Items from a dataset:
-=-=-=-=-

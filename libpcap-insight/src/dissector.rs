use crate::decoders::{default_decoders, ApplicationDecoder, L4Info};
use crate::layers::*;
use crate::packet::{Packet, Protocol, Warning};
use libpcap_tools::{Config, Frame, Linktype};
use pnet_packet::arp::ArpPacket;
use pnet_packet::ethernet::{EtherType, EtherTypes, EthernetPacket};
use pnet_packet::icmp::IcmpPacket;
use pnet_packet::icmpv6::Icmpv6Packet;
use pnet_packet::ip::{IpNextHeaderProtocol, IpNextHeaderProtocols};
use pnet_packet::ipv4::{Ipv4Flags, Ipv4Packet};
use pnet_packet::ipv6::Ipv6Packet;
use pnet_packet::tcp::TcpPacket;
use pnet_packet::udp::UdpPacket;
use pnet_packet::vlan::VlanPacket;
use tracing::{debug, trace, warn};

const ETHERTYPE_VLAN: u16 = 0x8100;
const ETHERTYPE_QINQ: u16 = 0x88a8;
const ETHERTYPE_QINQ_LEGACY: u16 = 0x9100;
/// Nested VLAN tags unwrapped before giving up
const MAX_VLAN_DEPTH: usize = 2;

#[derive(Clone, Debug, PartialEq, Eq)]
pub struct DissectorConfig {
    /// Bytes of HTTP body kept as preview
    pub http_body_preview: usize,
}

impl Default for DissectorConfig {
    fn default() -> Self {
        DissectorConfig {
            http_body_preview: 256,
        }
    }
}

impl DissectorConfig {
    pub fn from_config(config: &Config) -> Self {
        let default = DissectorConfig::default();
        DissectorConfig {
            http_body_preview: config
                .get_usize("dissector.http_body_preview")
                .unwrap_or(default.http_body_preview),
        }
    }
}

/// Decodes frames into packets, layer by layer
///
/// Dissection never fails: anything that does not decode is recorded as a
/// warning on the packet and the layers decoded so far are kept.
pub struct Dissector {
    decoders: Vec<Box<dyn ApplicationDecoder>>,
}

/// Per-frame state while walking down the layers
struct Dissection {
    index: usize,
    layers: Layers,
    warnings: Vec<Warning>,
}

impl Dissection {
    fn decode_warning(&mut self, layer: &'static str, reason: String) {
        warn!("frame {}: {}: {}", self.index, layer, reason);
        self.warnings.push(Warning::Decode { layer, reason });
    }
}

impl Default for Dissector {
    fn default() -> Self {
        Dissector::new(&DissectorConfig::default())
    }
}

-=-=-=-=-

Task instructions -
Each record above should be repeated exactly as it appears.

Response to this task -
filename libpcap-insight/src/dissector.rs
use crate::decoders::{default_decoders, ApplicationDecoder, L4Info};
use crate::layers::*;
use crate::packet::{Packet, Protocol, Warning};
use libpcap_tools::{Config, Frame, Linktype};
use pnet_packet::arp::ArpPacket;
use pnet_packet::ethernet::{EtherType, EtherTypes, EthernetPacket};
use pnet_packet::icmp::IcmpPacket;
use pnet_packet::icmpv6::Icmpv6Packet;
use pnet_packet::ip::{IpNextHeaderProtocol, IpNextHeaderProtocols};
use pnet_packet::ipv4::{Ipv4Flags, Ipv4Packet};
use pnet_packet::ipv6::Ipv6Packet;
use pnet_packet::tcp::TcpPacket;
use pnet_packet::udp::UdpPacket;
use pnet_packet::vlan::VlanPacket;
use tracing::{debug, trace, warn};

const ETHERTYPE_VLAN: u16 = 0x8100;
const ETHERTYPE_QINQ: u16 = 0x88a8;
const ETHERTYPE_QINQ_LEGACY: u16 = 0x9100;
/// Nested VLAN tags unwrapped before giving up
const MAX_VLAN_DEPTH: usize = 2;

#[derive(Clone, Debug, PartialEq, Eq)]
pub struct DissectorConfig {
    /// Bytes of HTTP body kept as preview
    pub http_body_preview: usize,
}

impl Default for DissectorConfig {
    fn default() -> Self {
        DissectorConfig {
            http_body_preview: 256,
        }
    }
}

impl DissectorConfig {
    pub fn from_config(config: &Config) -> Self {
        let default = DissectorConfig::default();
        DissectorConfig {
            http_body_preview: config
                .get_usize("dissector.http_body_preview")
                .unwrap_or(default.http_body_preview),
        }
    }
}

/// Decodes frames into packets, layer by layer
///
/// Dissection never fails: anything that does not decode is recorded as a
/// warning on the packet and the layers decoded so far are kept.
pub struct Dissector {
    decoders: Vec<Box<dyn ApplicationDecoder>>,
}

/// Per-frame state while walking down the layers
struct Dissection {
    index: usize,
    layers: Layers,
    warnings: Vec<Warning>,
}

impl Dissection {
    fn decode_warning(&mut self, layer: &'static str, reason: String) {
        warn!("frame {}: {}: {}", self.index, layer, reason);
        self.warnings.push(Warning::Decode { layer, reason });
    }
}

impl Default for Dissector {
    fn default() -> Self {
        Dissector::new(&DissectorConfig::default())
    }
}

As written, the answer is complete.